**EXERCISE DETAILS**
When a line below contains the word "count", copy that line.

**EXERCISE DATA**
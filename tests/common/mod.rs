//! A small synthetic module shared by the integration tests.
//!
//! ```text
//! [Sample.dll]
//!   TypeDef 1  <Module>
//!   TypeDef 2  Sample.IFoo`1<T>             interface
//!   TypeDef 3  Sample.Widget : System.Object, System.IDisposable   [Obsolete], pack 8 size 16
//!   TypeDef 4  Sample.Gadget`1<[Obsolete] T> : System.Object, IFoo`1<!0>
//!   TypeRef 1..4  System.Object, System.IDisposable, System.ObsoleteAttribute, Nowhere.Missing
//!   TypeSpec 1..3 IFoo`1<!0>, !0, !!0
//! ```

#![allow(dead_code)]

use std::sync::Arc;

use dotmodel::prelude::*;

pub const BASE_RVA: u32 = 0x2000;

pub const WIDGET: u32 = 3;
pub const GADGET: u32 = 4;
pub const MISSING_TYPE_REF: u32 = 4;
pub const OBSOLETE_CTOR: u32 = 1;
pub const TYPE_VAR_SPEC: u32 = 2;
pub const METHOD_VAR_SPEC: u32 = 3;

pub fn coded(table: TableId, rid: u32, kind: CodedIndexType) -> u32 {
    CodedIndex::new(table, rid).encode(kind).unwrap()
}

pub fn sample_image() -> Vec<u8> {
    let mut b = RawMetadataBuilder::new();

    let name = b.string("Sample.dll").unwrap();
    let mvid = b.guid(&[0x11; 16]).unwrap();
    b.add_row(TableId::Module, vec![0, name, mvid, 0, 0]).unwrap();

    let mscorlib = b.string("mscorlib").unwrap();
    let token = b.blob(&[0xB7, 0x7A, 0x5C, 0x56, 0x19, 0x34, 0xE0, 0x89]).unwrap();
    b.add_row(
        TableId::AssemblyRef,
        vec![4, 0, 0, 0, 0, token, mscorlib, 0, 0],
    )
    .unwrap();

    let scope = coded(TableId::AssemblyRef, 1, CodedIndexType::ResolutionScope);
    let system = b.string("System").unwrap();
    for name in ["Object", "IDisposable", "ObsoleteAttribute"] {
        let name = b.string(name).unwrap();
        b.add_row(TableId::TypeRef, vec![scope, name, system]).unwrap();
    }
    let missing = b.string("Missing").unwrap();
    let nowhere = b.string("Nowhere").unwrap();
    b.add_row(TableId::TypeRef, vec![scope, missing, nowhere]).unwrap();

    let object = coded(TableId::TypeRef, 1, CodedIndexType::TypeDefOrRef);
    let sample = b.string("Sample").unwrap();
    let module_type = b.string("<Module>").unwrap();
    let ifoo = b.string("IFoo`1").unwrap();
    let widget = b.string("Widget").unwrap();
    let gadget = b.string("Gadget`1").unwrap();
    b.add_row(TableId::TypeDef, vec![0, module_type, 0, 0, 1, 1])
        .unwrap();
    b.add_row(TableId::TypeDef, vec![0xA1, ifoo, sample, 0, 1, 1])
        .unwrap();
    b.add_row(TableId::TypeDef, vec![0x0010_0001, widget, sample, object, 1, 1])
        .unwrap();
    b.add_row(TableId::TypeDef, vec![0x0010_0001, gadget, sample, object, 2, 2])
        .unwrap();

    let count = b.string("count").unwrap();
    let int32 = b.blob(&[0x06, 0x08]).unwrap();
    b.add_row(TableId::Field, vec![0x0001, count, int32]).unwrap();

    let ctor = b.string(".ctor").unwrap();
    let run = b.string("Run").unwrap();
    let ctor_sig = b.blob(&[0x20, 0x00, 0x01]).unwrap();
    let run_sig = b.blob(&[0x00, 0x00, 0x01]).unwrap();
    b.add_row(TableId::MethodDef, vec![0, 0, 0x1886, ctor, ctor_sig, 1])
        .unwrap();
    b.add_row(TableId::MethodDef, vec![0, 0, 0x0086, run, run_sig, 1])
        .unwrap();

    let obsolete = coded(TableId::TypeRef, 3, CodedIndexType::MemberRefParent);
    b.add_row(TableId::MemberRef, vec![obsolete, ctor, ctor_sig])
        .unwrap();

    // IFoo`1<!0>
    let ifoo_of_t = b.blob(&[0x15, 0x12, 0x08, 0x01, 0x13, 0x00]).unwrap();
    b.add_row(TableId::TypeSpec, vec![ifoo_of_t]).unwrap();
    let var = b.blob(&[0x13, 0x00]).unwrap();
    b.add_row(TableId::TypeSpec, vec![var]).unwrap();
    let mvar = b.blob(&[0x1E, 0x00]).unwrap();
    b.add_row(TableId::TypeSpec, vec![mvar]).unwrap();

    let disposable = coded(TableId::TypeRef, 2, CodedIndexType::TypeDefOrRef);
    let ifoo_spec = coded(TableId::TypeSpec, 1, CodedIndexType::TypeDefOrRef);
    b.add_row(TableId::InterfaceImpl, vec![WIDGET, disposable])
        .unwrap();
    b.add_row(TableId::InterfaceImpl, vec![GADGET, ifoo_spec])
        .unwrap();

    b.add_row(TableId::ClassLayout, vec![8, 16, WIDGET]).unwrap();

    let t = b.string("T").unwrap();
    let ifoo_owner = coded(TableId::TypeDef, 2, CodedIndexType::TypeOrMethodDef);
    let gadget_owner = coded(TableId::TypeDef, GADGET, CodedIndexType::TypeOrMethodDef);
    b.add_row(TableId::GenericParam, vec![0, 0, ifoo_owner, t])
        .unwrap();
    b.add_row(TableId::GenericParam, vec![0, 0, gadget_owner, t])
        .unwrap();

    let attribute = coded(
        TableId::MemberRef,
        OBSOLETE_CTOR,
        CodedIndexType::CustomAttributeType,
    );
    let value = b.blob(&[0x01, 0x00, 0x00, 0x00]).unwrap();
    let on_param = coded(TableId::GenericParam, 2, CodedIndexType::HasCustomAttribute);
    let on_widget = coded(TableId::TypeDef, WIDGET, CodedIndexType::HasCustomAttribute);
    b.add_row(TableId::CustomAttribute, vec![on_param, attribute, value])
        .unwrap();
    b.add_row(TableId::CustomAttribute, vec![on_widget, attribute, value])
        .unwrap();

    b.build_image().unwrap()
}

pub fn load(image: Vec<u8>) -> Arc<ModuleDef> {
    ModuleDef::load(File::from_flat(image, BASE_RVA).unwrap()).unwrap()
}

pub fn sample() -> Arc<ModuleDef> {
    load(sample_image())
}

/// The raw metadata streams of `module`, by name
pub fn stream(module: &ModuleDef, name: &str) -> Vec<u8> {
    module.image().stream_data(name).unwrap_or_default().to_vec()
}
* * *
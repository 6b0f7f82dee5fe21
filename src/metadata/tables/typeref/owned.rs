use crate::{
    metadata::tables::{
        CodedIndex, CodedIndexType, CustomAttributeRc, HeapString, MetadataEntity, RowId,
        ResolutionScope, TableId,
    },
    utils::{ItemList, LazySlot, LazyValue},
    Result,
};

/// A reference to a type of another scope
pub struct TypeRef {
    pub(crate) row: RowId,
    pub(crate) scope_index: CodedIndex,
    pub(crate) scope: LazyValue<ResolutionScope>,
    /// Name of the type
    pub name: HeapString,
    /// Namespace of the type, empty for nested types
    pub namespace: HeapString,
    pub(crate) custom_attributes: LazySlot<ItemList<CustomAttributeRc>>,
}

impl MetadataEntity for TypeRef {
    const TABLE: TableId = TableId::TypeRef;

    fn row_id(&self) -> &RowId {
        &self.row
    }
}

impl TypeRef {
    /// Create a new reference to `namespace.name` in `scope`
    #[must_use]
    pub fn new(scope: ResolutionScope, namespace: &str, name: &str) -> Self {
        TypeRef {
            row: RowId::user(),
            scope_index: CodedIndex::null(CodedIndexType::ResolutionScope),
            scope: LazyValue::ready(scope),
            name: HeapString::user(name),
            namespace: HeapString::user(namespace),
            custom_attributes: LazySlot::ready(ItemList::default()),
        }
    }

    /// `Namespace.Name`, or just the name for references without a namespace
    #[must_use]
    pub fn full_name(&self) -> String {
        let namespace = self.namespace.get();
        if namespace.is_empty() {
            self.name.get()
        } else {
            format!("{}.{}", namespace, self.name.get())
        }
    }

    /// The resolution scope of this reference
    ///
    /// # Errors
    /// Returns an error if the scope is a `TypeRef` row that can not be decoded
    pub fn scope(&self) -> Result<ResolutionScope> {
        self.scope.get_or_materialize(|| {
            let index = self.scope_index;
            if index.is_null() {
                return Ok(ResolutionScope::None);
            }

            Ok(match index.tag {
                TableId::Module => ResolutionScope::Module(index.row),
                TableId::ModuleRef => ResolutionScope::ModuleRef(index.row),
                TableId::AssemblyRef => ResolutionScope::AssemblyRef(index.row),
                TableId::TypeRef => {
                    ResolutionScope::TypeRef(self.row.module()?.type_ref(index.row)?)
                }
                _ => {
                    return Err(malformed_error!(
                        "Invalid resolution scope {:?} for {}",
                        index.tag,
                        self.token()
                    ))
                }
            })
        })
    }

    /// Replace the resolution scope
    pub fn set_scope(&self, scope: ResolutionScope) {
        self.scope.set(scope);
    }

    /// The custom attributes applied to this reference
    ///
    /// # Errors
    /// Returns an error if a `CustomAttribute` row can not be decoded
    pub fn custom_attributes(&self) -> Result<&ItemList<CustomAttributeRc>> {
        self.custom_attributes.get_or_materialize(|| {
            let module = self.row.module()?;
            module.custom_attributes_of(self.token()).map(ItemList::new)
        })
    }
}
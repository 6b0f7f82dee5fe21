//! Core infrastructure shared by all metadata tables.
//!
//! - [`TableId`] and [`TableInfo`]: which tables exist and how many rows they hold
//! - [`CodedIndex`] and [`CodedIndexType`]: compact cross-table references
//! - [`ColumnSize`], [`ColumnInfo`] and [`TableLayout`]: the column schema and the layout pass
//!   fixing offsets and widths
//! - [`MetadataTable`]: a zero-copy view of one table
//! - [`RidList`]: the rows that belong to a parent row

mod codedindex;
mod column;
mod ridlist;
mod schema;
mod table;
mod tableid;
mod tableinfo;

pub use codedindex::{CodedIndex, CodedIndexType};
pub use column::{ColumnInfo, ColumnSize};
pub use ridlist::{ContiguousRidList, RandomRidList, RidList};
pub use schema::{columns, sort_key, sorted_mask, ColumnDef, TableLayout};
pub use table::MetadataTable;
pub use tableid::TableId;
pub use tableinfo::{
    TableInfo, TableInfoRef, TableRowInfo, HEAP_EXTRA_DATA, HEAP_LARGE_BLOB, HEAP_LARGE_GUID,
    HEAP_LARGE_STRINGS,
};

**TASK SOLUTION**
    let count = b.string("count").unwrap();
    b.add_row(TableId::Field, vec![0x0001, count, int32]).unwrap();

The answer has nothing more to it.